Jan. 25--Firefighters in Georgia could one day be toting more than ladders, axes and hoses to fires.

They could be packing guns.

That is the intent of legislation introduced this past week in the General Assembly by Rep. Kevin Cooke, R- Carrollton.

The measure, which has been assigned to a committee for possible hearings, would allow city and county firefighters to carry guns openly or concealed if the department permits it.

It is not an idea that lights a fire with Brunswick and Glynn County fire chiefs. Without having read the entire bill, both chiefs say they would be hesitant to have firefighters carrying anything more than hoses to a fire.

"I think that's an issue best left to the police," Brunswick Fire Chief Randy Mobley said of the proposal. "Let us carry the hoses."

He said city policy does not allow any employee, except police, to carry weapons on duty. Allowing firefighters to do so would create the potential for liability issues, Mobley said.

Mobley remembers hearing about the four Gwinnett County firefighters who were ambushed and taken hostage for hours in April 2013 by a man who was eventually killed by a police SWAT team. But he said an incident like that is rare and does not warrant his firefighters taking guns to fires.

Glynn County Fire Chief Al Thomas, who was a firefighter and paramedic before becoming chief, knows that emergency personnel sometimes unexpectedly walk into difficult situations.

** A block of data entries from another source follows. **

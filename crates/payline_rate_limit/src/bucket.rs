//! Continuous-refill token bucket.
//!
//! The bucket holds a fractional token count that regenerates linearly:
//! `capacity` tokens every `refill_window`. Each admitted request spends
//! exactly one token.
//!
//! Time comes from [`tokio::time::Instant`], so tests running on a paused
//! runtime (`#[tokio::test(start_paused = true)]`) can drive refill with
//! `tokio::time::advance`. Every operation also has an `*_at` variant taking
//! an explicit instant.

use payline_error::{ConfigError, PaylineResult};
use std::sync::{Arc, Mutex, MutexGuard, PoisonError};
use std::time::Duration;
use tokio::time::Instant;
use tracing::{debug, instrument};

/// Token accounting state.
///
/// # Examples
///
/// ```
/// use payline_rate_limit::TokenBucket;
/// use std::time::Duration;
/// use tokio::time::Instant;
///
/// let start = Instant::now();
/// let mut bucket = TokenBucket::new_at(2, Duration::from_millis(1000), start).unwrap();
///
/// assert!(bucket.try_consume_at(start));
/// assert!(bucket.try_consume_at(start));
/// assert!(!bucket.try_consume_at(start));
/// assert_eq!(bucket.wait_time_at(start), Duration::from_millis(500));
///
/// // Half a window later one token is back
/// assert!(bucket.can_admit_at(start + Duration::from_millis(500)));
/// ```
#[derive(Debug, Clone)]
pub struct TokenBucket {
    capacity: u32,
    refill_window: Duration,
    tokens: f64,
    last_refill: Instant,
}

impl TokenBucket {
    /// Create a full bucket.
    ///
    /// # Errors
    ///
    /// Returns a configuration error if `capacity` is zero or the window is
    /// empty.
    #[track_caller]
    pub fn new(capacity: u32, refill_window: Duration) -> PaylineResult<Self> {
        Self::new_at(capacity, refill_window, Instant::now())
    }

    /// Create a full bucket whose accounting starts at `now`.
    ///
    /// # Errors
    ///
    /// Returns a configuration error if `capacity` is zero or the window is
    /// empty.
    #[track_caller]
    pub fn new_at(capacity: u32, refill_window: Duration, now: Instant) -> PaylineResult<Self> {
        if capacity == 0 {
            return Err(ConfigError::for_key("rate_limit.max_requests", "must be at least 1").into());
        }
        if refill_window.is_zero() {
            return Err(ConfigError::for_key("rate_limit.window_ms", "must be greater than zero").into());
        }
        Ok(Self {
            capacity,
            refill_window,
            tokens: f64::from(capacity),
            last_refill: now,
        })
    }

    /// Maximum number of tokens.
    pub fn capacity(&self) -> u32 {
        self.capacity
    }

    /// Time for an empty bucket to fill completely.
    pub fn refill_window(&self) -> Duration {
        self.refill_window
    }

    /// Token count as of the last accounting update.
    pub fn tokens(&self) -> f64 {
        self.tokens
    }

    fn window_ms(&self) -> f64 {
        self.refill_window.as_secs_f64() * 1000.0
    }

    /// Credit tokens for the time elapsed since the last update.
    pub fn refill(&mut self) {
        self.refill_at(Instant::now());
    }

    /// Credit tokens for the time elapsed up to `now`.
    ///
    /// An instant earlier than the last update credits nothing.
    pub fn refill_at(&mut self, now: Instant) {
        let elapsed = now.saturating_duration_since(self.last_refill);
        if elapsed.is_zero() {
            return;
        }
        let elapsed_ms = elapsed.as_nanos() as f64 / 1_000_000.0;
        let capacity = f64::from(self.capacity);
        let credited = elapsed_ms * capacity / self.window_ms();
        self.tokens = (self.tokens + credited).min(capacity);
        self.last_refill = now;
    }

    /// Whether a request could be admitted right now.
    pub fn can_admit(&mut self) -> bool {
        self.can_admit_at(Instant::now())
    }

    /// Whether a request could be admitted at `now`.
    pub fn can_admit_at(&mut self, now: Instant) -> bool {
        self.refill_at(now);
        self.tokens >= 1.0
    }

    /// Spend one token if available.
    pub fn try_consume(&mut self) -> bool {
        self.try_consume_at(Instant::now())
    }

    /// Spend one token at `now` if available. Tokens are untouched on failure.
    pub fn try_consume_at(&mut self, now: Instant) -> bool {
        if self.can_admit_at(now) {
            self.tokens -= 1.0;
            true
        } else {
            false
        }
    }

    /// How long until a token is available.
    pub fn wait_time(&mut self) -> Duration {
        self.wait_time_at(Instant::now())
    }

    /// How long after `now` until a token is available, rounded up to the
    /// next whole millisecond.
    pub fn wait_time_at(&mut self, now: Instant) -> Duration {
        if self.can_admit_at(now) {
            return Duration::ZERO;
        }
        let missing = 1.0 - self.tokens;
        let wait_ms = missing * self.window_ms() / f64::from(self.capacity);
        Duration::from_millis(wait_ms.ceil() as u64)
    }
}

/// Shareable handle to a [`TokenBucket`].
///
/// Clones share one bucket. Refill and consumption happen under a single
/// lock, so concurrent callers can never spend the same token twice.
#[derive(Debug, Clone)]
pub struct TokenBucketLimiter {
    bucket: Arc<Mutex<TokenBucket>>,
}

impl TokenBucketLimiter {
    /// Create a limiter around a full bucket.
    ///
    /// # Errors
    ///
    /// Returns a configuration error if `capacity` is zero or the window is
    /// empty.
    #[track_caller]
    pub fn new(capacity: u32, refill_window: Duration) -> PaylineResult<Self> {
        Ok(Self::from_bucket(TokenBucket::new(capacity, refill_window)?))
    }

    /// Wrap an existing bucket.
    pub fn from_bucket(bucket: TokenBucket) -> Self {
        Self {
            bucket: Arc::new(Mutex::new(bucket)),
        }
    }

    // Accounting never leaves the bucket half-updated, so a poisoned lock is
    // still consistent.
    fn lock(&self) -> MutexGuard<'_, TokenBucket> {
        self.bucket.lock().unwrap_or_else(PoisonError::into_inner)
    }

    /// Maximum number of tokens.
    pub fn capacity(&self) -> u32 {
        self.lock().capacity()
    }

    /// Current token count after refilling.
    pub fn tokens(&self) -> f64 {
        let mut bucket = self.lock();
        bucket.refill();
        bucket.tokens()
    }

    /// See [`TokenBucket::can_admit`].
    pub fn can_admit(&self) -> bool {
        self.lock().can_admit()
    }

    /// See [`TokenBucket::try_consume`].
    pub fn try_consume(&self) -> bool {
        self.lock().try_consume()
    }

    /// See [`TokenBucket::wait_time`].
    pub fn wait_time(&self) -> Duration {
        self.lock().wait_time()
    }

    /// Sleep until a token should be available. Does not consume.
    #[instrument(skip(self))]
    pub async fn await_token(&self) {
        let wait = self.wait_time();
        if !wait.is_zero() {
            debug!(wait_ms = wait.as_millis() as u64, "Waiting for rate limit token");
            tokio::time::sleep(wait).await;
        }
    }

    /// Wait for a token and spend it, returning the total time spent waiting.
    ///
    /// Another task may take the token between waking and consuming; the
    /// loop then waits again. Waiters are not served in FIFO order.
    #[instrument(skip(self))]
    pub async fn acquire(&self) -> Duration {
        let mut waited = Duration::ZERO;
        loop {
            let wait = {
                let mut bucket = self.lock();
                if bucket.try_consume() {
                    return waited;
                }
                bucket.wait_time().max(Duration::from_millis(1))
            };
            debug!(wait_ms = wait.as_millis() as u64, "Rate limit bucket empty, sleeping");
            tokio::time::sleep(wait).await;
            waited += wait;
        }
    }
}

"But there's a difference between our job and a police officer's," Thomas said.

Besides, he added, allowing firefighters to carry guns might mean more cost for municipalities that allow it because those who do would need to be trained.

Thomas said a framework for when, where and how they are allowed to use weapons would also have to be developed. "It could open up a whole other realm of issues," he said.

Thomas said situations in which a firefighter might need a weapon are too infrequent to worry about. When they do arise, he said he is comfortable calling police.

The legislation is in infancy and it could be a while before fire departments have to decide if they want to let their firefighters carry guns, but already, "I would be very, very hesitant to do that," Thomas said.